─── Entries provided ───

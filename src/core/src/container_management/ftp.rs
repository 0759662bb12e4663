use log::debug;
use std::net::{Ipv4Addr, TcpListener};
use std::path::Path;

use crate::container_management::docker_runtime::DockerRuntime;
use crate::container_management::remote_files::RemoteFs;
use crate::container_management::running_container::RunningContainer;
use crate::container_management::types::{ContainerHandle, ContainerSpec, FileEntry, WaitStrategy};
use crate::error_handling::types::ContainerError;

pub const FTP_IMAGE: &str = "delfer/alpine-ftp-server:latest";
pub const FTP_PORT: u16 = 21;
pub const FTP_USER: &str = "ftpuser";
pub const FTP_PASSWORD: &str = "ftppass";

/// vsftpd server with a single `ftpuser` account.
///
/// Passive mode uses one data port, published on the same number on the
/// host so the address the server advertises is reachable.
#[derive(Debug)]
pub struct FtpTestContainer {
    container: RunningContainer,
    files: RemoteFs,
    passive_port: u16,
}

impl FtpTestContainer {
    pub async fn start() -> Result<Self, ContainerError> {
        let runtime = DockerRuntime::from_env().await?;
        Self::start_on(&runtime).await
    }

    pub async fn start_on(runtime: &DockerRuntime) -> Result<Self, ContainerError> {
        let passive_port = allocate_ephemeral_port()?;
        debug!("Allocated passive FTP port {}", passive_port);

        let spec = ftp_spec(&runtime.settings().container_host, passive_port);
        let container = RunningContainer::start(runtime, &spec).await?;
        Ok(Self {
            container,
            files: RemoteFs::new(FTP_USER, &ftp_home(FTP_USER)),
            passive_port,
        })
    }

    pub fn ip(&self) -> &str {
        self.container.host()
    }

    pub fn port(&self) -> u16 {
        self.container.handle().host_port(FTP_PORT).unwrap_or_default()
    }

    pub fn passive_port(&self) -> u16 {
        self.passive_port
    }

    pub fn user(&self) -> &str {
        FTP_USER
    }

    pub fn password(&self) -> &str {
        FTP_PASSWORD
    }

    /// `ip:port` of the control connection.
    pub fn connection_string(&self) -> String {
        format!("{}:{}", self.ip(), self.port())
    }

    pub fn home(&self) -> &str {
        self.files.home()
    }

    pub fn handle(&self) -> &ContainerHandle {
        self.container.handle()
    }

    pub async fn save_file(&self, local: &Path, remote: &str) -> Result<(), ContainerError> {
        self.files.save_file(&self.container, local, remote).await
    }

    pub async fn get_file(&self, remote: &str, local: &Path) -> Result<(), ContainerError> {
        self.files.get_file(&self.container, remote, local).await
    }

    pub async fn list_files(&self, path: &str) -> Result<Vec<FileEntry>, ContainerError> {
        self.files.list_files(&self.container, path).await
    }

    pub async fn delete_file(&self, remote: &str) -> Result<(), ContainerError> {
        self.files.delete_file(&self.container, remote).await
    }

    pub async fn close(&mut self) -> Result<(), ContainerError> {
        self.container.close().await
    }
}

pub(crate) fn ftp_home(user: &str) -> String {
    format!("/ftp/{}", user)
}

pub(crate) fn ftp_spec(host: &str, passive_port: u16) -> ContainerSpec {
    let passive = passive_port.to_string();
    ContainerSpec::new("ftp", FTP_IMAGE)
        .expose(FTP_PORT)
        .publish_fixed(passive_port)
        .env(
            "USERS",
            &format!("{}|{}|{}", FTP_USER, FTP_PASSWORD, ftp_home(FTP_USER)),
        )
        .env("ADDRESS", host)
        .env("MIN_PORT", &passive)
        .env("MAX_PORT", &passive)
        .wait_for(WaitStrategy::Port(FTP_PORT))
}

/// Picks a free TCP port on the loopback interface.
fn allocate_ephemeral_port() -> Result<u16, ContainerError> {
    let listener = TcpListener::bind((Ipv4Addr::LOCALHOST, 0))?;
    let port = listener.local_addr()?.port();
    // Close the socket to free the port for docker to bind
    drop(listener);
    Ok(port)
}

───

Please copy all of the data above exactly.

Final answer:
filename src/core/src/container_management/ftp.rs
repository 0759662bb12e4663
use log::debug;
use std::net::{Ipv4Addr, TcpListener};
use std::path::Path;

use crate::container_management::docker_runtime::DockerRuntime;
use crate::container_management::remote_files::RemoteFs;
use crate::container_management::running_container::RunningContainer;
use crate::container_management::types::{ContainerHandle, ContainerSpec, FileEntry, WaitStrategy};
use crate::error_handling::types::ContainerError;

pub const FTP_IMAGE: &str = "delfer/alpine-ftp-server:latest";
pub const FTP_PORT: u16 = 21;
pub const FTP_USER: &str = "ftpuser";
pub const FTP_PASSWORD: &str = "ftppass";

/// vsftpd server with a single `ftpuser` account.
///
/// Passive mode uses one data port, published on the same number on the
/// host so the address the server advertises is reachable.
#[derive(Debug)]
pub struct FtpTestContainer {
    container: RunningContainer,
    files: RemoteFs,
    passive_port: u16,
}

impl FtpTestContainer {
    pub async fn start() -> Result<Self, ContainerError> {
        let runtime = DockerRuntime::from_env().await?;
        Self::start_on(&runtime).await
    }

    pub async fn start_on(runtime: &DockerRuntime) -> Result<Self, ContainerError> {
        let passive_port = allocate_ephemeral_port()?;
        debug!("Allocated passive FTP port {}", passive_port);

        let spec = ftp_spec(&runtime.settings().container_host, passive_port);
        let container = RunningContainer::start(runtime, &spec).await?;
        Ok(Self {
            container,
            files: RemoteFs::new(FTP_USER, &ftp_home(FTP_USER)),
            passive_port,
        })
    }

    pub fn ip(&self) -> &str {
        self.container.host()
    }

    pub fn port(&self) -> u16 {
        self.container.handle().host_port(FTP_PORT).unwrap_or_default()
    }

    pub fn passive_port(&self) -> u16 {
        self.passive_port
    }

    pub fn user(&self) -> &str {
        FTP_USER
    }

    pub fn password(&self) -> &str {
        FTP_PASSWORD
    }

    /// `ip:port` of the control connection.
    pub fn connection_string(&self) -> String {
        format!("{}:{}", self.ip(), self.port())
    }

    pub fn home(&self) -> &str {
        self.files.home()
    }

    pub fn handle(&self) -> &ContainerHandle {
        self.container.handle()
    }

    pub async fn save_file(&self, local: &Path, remote: &str) -> Result<(), ContainerError> {
        self.files.save_file(&self.container, local, remote).await
    }

    pub async fn get_file(&self, remote: &str, local: &Path) -> Result<(), ContainerError> {
        self.files.get_file(&self.container, remote, local).await
    }

    pub async fn list_files(&self, path: &str) -> Result<Vec<FileEntry>, ContainerError> {
        self.files.list_files(&self.container, path).await
    }

    pub async fn delete_file(&self, remote: &str) -> Result<(), ContainerError> {
        self.files.delete_file(&self.container, remote).await
    }

    pub async fn close(&mut self) -> Result<(), ContainerError> {
        self.container.close().await
    }
}

pub(crate) fn ftp_home(user: &str) -> String {
    format!("/ftp/{}", user)
}

pub(crate) fn ftp_spec(host: &str, passive_port: u16) -> ContainerSpec {
    let passive = passive_port.to_string();
    ContainerSpec::new("ftp", FTP_IMAGE)
        .expose(FTP_PORT)
        .publish_fixed(passive_port)
        .env(
            "USERS",
            &format!("{}|{}|{}", FTP_USER, FTP_PASSWORD, ftp_home(FTP_USER)),
        )
        .env("ADDRESS", host)
        .env("MIN_PORT", &passive)
        .env("MAX_PORT", &passive)
        .wait_for(WaitStrategy::Port(FTP_PORT))
}

/// Picks a free TCP port on the loopback interface.
fn allocate_ephemeral_port() -> Result<u16, ContainerError> {
    let listener = TcpListener::bind((Ipv4Addr::LOCALHOST, 0))?;
    let port = listener.local_addr()?.port();
    // Close the socket to free the port for docker to bind
    drop(listener);
    Ok(port)
}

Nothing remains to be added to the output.